→ What you will do
Report every line of the data where the string "failed" appears.

%%

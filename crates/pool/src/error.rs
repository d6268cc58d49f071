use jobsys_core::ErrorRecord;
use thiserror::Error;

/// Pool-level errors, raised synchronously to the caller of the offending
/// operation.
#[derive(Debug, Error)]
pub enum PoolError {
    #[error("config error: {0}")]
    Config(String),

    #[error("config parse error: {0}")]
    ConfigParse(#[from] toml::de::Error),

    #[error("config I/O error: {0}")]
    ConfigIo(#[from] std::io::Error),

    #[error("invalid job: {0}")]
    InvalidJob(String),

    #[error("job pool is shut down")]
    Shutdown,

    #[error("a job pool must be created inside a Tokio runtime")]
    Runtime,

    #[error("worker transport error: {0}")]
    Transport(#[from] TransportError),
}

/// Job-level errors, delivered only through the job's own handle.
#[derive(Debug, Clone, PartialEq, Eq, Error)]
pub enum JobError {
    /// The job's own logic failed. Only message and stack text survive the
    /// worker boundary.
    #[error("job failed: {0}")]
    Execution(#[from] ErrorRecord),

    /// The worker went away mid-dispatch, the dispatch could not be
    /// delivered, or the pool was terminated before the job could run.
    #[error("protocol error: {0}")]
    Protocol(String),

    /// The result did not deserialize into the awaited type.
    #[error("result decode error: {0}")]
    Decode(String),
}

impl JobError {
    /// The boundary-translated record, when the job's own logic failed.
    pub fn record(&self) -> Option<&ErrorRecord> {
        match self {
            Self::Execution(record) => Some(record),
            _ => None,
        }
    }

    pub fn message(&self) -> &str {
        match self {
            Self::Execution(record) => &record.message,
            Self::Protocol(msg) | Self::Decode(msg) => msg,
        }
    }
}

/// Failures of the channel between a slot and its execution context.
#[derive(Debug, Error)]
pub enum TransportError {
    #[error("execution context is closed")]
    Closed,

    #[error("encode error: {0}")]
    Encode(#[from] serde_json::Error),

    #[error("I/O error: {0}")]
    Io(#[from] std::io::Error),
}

%%
%%

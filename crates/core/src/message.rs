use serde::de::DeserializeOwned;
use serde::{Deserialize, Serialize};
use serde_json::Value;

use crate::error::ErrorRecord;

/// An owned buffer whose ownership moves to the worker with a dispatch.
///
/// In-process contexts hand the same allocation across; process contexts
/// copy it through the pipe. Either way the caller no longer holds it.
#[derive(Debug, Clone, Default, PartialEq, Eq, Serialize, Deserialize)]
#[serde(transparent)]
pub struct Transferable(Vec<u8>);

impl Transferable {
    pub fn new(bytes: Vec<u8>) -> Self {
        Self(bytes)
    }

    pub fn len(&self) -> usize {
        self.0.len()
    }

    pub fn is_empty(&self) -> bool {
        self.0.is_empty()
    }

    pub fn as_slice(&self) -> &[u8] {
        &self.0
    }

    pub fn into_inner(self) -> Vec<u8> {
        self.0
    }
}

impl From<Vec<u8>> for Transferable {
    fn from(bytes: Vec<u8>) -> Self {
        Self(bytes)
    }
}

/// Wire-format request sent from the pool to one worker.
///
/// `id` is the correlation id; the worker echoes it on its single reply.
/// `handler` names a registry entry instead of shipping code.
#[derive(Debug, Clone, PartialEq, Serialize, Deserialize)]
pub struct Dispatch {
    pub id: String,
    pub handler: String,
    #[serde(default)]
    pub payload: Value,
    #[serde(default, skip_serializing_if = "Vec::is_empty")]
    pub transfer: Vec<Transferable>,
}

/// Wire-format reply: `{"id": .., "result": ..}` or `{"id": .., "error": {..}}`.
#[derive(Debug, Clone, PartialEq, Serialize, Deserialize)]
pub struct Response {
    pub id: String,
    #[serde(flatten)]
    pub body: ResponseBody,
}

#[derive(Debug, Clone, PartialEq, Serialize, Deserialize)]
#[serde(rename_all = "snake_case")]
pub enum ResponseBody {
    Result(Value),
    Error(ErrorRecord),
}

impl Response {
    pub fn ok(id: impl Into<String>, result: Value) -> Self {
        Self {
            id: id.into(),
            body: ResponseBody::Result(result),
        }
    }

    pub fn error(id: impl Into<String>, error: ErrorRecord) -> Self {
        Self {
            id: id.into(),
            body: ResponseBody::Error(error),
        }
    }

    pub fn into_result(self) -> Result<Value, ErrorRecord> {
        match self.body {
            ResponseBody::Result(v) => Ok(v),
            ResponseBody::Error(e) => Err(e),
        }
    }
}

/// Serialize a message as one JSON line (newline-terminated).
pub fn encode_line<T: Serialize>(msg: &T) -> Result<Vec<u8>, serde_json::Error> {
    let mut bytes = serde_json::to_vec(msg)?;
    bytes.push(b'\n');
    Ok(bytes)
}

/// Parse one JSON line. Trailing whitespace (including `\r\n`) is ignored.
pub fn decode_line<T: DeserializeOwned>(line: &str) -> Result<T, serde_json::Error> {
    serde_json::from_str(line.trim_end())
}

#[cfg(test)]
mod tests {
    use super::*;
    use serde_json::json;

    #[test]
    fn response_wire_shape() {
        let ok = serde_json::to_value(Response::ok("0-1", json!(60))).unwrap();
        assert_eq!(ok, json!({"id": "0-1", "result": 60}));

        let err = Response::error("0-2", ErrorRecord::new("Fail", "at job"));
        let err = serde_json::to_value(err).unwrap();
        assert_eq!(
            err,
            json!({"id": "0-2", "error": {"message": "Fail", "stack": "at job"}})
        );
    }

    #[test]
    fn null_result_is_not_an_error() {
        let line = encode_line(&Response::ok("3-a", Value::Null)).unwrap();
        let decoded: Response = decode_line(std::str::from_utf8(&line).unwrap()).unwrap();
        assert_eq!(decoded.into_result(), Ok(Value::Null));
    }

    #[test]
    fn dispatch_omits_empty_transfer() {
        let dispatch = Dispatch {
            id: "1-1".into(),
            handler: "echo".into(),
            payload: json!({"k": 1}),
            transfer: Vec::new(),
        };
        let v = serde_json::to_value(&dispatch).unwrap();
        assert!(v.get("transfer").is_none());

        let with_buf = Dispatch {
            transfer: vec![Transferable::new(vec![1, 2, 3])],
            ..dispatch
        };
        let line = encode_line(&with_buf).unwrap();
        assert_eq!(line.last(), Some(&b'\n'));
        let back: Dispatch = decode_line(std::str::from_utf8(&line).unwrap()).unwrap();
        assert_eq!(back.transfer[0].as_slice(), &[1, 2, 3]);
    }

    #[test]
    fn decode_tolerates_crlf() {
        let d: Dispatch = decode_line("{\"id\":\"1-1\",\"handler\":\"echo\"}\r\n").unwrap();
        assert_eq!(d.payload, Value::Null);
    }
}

%%
%%

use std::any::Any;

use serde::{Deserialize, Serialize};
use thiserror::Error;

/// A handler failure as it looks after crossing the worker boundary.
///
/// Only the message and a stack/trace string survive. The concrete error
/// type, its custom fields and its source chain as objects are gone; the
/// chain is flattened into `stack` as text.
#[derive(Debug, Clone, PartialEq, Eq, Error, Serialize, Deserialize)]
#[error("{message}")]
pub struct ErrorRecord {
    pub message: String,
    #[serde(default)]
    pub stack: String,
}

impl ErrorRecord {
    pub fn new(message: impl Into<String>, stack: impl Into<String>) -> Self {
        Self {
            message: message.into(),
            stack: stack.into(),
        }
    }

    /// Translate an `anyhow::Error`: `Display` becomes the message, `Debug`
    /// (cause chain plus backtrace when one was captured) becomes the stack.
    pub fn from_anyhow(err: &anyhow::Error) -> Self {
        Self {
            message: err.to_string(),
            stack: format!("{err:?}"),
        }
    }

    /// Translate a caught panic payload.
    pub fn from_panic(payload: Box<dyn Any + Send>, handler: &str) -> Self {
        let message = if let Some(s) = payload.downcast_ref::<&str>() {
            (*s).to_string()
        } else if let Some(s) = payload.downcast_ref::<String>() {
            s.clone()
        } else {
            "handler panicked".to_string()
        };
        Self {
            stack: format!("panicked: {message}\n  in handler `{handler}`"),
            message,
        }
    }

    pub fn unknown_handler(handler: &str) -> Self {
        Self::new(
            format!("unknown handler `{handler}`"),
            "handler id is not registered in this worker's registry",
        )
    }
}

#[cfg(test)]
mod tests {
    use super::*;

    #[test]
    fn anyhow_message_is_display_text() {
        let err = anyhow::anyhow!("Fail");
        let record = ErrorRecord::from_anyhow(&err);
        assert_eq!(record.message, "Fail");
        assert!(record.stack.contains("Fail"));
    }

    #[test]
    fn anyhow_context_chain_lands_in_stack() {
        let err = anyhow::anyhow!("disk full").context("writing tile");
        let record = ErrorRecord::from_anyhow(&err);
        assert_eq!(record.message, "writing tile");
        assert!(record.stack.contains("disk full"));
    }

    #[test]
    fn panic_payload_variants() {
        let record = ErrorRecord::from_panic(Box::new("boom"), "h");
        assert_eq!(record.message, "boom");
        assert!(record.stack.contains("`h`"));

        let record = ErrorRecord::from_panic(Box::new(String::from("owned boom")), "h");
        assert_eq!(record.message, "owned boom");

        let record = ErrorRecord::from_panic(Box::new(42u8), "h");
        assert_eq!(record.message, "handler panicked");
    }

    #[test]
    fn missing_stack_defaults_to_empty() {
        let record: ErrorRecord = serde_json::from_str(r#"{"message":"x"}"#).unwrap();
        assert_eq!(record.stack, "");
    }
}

%%

→ Answer space
    /// The job's own logic failed. Only message and stack text survive the
    #[error("job failed: {0}")]
    /// The boundary-translated record, when the job's own logic failed.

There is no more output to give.